The Speed Reading Course
By Peter Shepherd
Introduction
We all learn to read at school, after a fashion. But for most of us, this is not an
optimal use of our brain power. In this course you will learn to better use the
left brain's focused attention combined with the right brain's peripheral
attention, in close harmony. Good communication between the brain
hemispheres is a pre-requisite for creative thinking and also a sense of wellbeing,
where thoughts and feelings are integrated.

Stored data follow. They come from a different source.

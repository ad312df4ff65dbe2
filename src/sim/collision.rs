//! Player vs obstacle collision
//!
//! An axis-aligned proximity box rather than a mesh test: an obstacle hits
//! when it is close on the travel axis AND close laterally. The two axes use
//! independent thresholds.

use glam::Vec3;

use super::state::Obstacle;
use crate::config::SimConfig;

/// Per-axis hit thresholds
#[derive(Debug, Clone, Copy, PartialEq)]
pub struct CollisionDetector {
    /// Max |dz| for a hit
    pub longitudinal: f32,
    /// Max |dx| for a hit
    pub lateral: f32,
}

impl CollisionDetector {
    pub fn new(config: &SimConfig) -> Self {
        Self {
            longitudinal: config.collision_longitudinal_threshold,
            lateral: config.collision_lateral_threshold,
        }
    }

    /// Whether a single obstacle overlaps the player
    #[inline]
    pub fn overlaps(&self, player_position: Vec3, obstacle: &Obstacle) -> bool {
        let dz = (obstacle.position.z - player_position.z).abs();
        let dx = (obstacle.position.x - player_position.x).abs();
        dz < self.longitudinal && dx < self.lateral
    }

    /// First obstacle overlapping the player, if any
    pub fn first_hit<'a>(&self, player_position: Vec3, obstacles: &'a [Obstacle]) -> Option<&'a Obstacle> {
        obstacles.iter().find(|o| self.overlaps(player_position, o))
    }

    /// Whether any obstacle overlaps the player
    pub fn detect(&self, player_position: Vec3, obstacles: &[Obstacle]) -> bool {
        obstacles.iter().any(|o| self.overlaps(player_position, o))
    }
}

#[cfg(test)]
mod tests {
    use super::*;
    use crate::sim::state::{Lane, ObstacleKind};

    fn detector() -> CollisionDetector {
        CollisionDetector::new(&SimConfig::default())
    }

    fn obstacle_at(x: f32, z: f32) -> Obstacle {
        Obstacle {
            id: 1,
            position: Vec3::new(x, 0.5, z),
            lane: Lane::Center,
            kind: ObstacleKind::Static,
        }
    }

    #[test]
    fn test_hit_at_same_position() {
        let d = detector();
        let player = Vec3::new(3.0, 0.0, 0.0);
        assert!(d.detect(player, &[obstacle_at(3.0, 0.0)]));
    }

    #[test]
    fn test_miss_beyond_either_threshold() {
        let d = detector();
        let player = Vec3::ZERO;
        // Too far along the road
        assert!(!d.detect(player, &[obstacle_at(0.0, -2.5)]));
        // Adjacent lane
        assert!(!d.detect(player, &[obstacle_at(3.0, 0.0)]));
        // Both
        assert!(!d.detect(player, &[obstacle_at(3.0, 5.0)]));
        assert!(!d.detect(player, &[]));
    }

    #[test]
    fn test_thresholds_are_exclusive() {
        let d = detector();
        let player = Vec3::ZERO;
        assert!(!d.detect(player, &[obstacle_at(0.0, 2.0)]));
        assert!(!d.detect(player, &[obstacle_at(1.5, 0.0)]));
        assert!(d.detect(player, &[obstacle_at(1.49, 1.99)]));
    }

    #[test]
    fn test_behind_player_still_hits() {
        let d = detector();
        assert!(d.detect(Vec3::ZERO, &[obstacle_at(0.0, 1.5)]));
    }

    #[test]
    fn test_midpoint_between_lanes_clips_neither() {
        // Halfway between lanes neither lane's obstacle is within 1.5
        let d = detector();
        let player = Vec3::new(1.5, 0.0, 0.0);
        assert!(!d.detect(player, &[obstacle_at(0.0, 0.0), obstacle_at(3.0, 0.0)]));
        let player = Vec3::new(1.4, 0.0, 0.0);
        assert!(d.detect(player, &[obstacle_at(3.0, 0.0), obstacle_at(0.0, 0.0)]));
    }

    #[test]
    fn test_first_hit_finds_offender() {
        let d = detector();
        let mut hit = obstacle_at(-3.0, -1.0);
        hit.id = 7;
        let obstacles = [obstacle_at(0.0, -40.0), hit];
        let found = d.first_hit(Vec3::new(-3.0, 0.0, 0.0), &obstacles);
        assert_eq!(found.map(|o| o.id), Some(7));
    }
}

As you probably expect, this course will also teach you to read much faster and
at the same time, to remember more of what you have read. These are
obviously great advantages.
There is another major benefit. Most of us, as we read, 'speak' the words in our
heads. It is this subvocalisation that holds back fast reading and it is
unnecessary. It is possible to have an inner speech, a kind of 'thought
awareness,' that isn't linked to the tongue, mouth and vocal chord muscles, and
this is much faster and more fluent. Cutting out the identification of
vocalisation and the stream of thought gives a surprising by-product. Many of
us think that our constant subvocalised 'speaking voice' is who we are. Finding
out that you can think and be aware without a vocal stream of words, opens up
your consciousness to the usually unrecognised domain of intuition and
spiritual awareness. You'll have a better sense of who you really are. Try it and
see!
The Definition of Reading
Reading may be defined as an individual's total inter-relationship with
symbolic information. Reading is a communication process requiring a series
of skills. As such reading is a thinking process rather than an exercise in eye
movements. Effective reading requires a logical sequence of thinking or
thought patterns, and these thought patterns require practice to set them into the
mind. They may be broken down into the following seven basic processes:
1. Recognition: the reader's knowledge of the alphabetic symbols.
2. Assimilation: the physical process of perception and scanning.
3. Intra-integration: basic understanding derived from the reading material
itself, with minimum dependence on past experience, other than a
knowledge of grammar and vocabulary.
4. Extra-integration: analysis, criticism, appreciation, selection & rejection.
These are all activities which require the reader to bring his past
experience to bear on the task.
5. Retention: this is the capacity to store the information in memory.
6. Recall: the ability to recover the information from memory storage.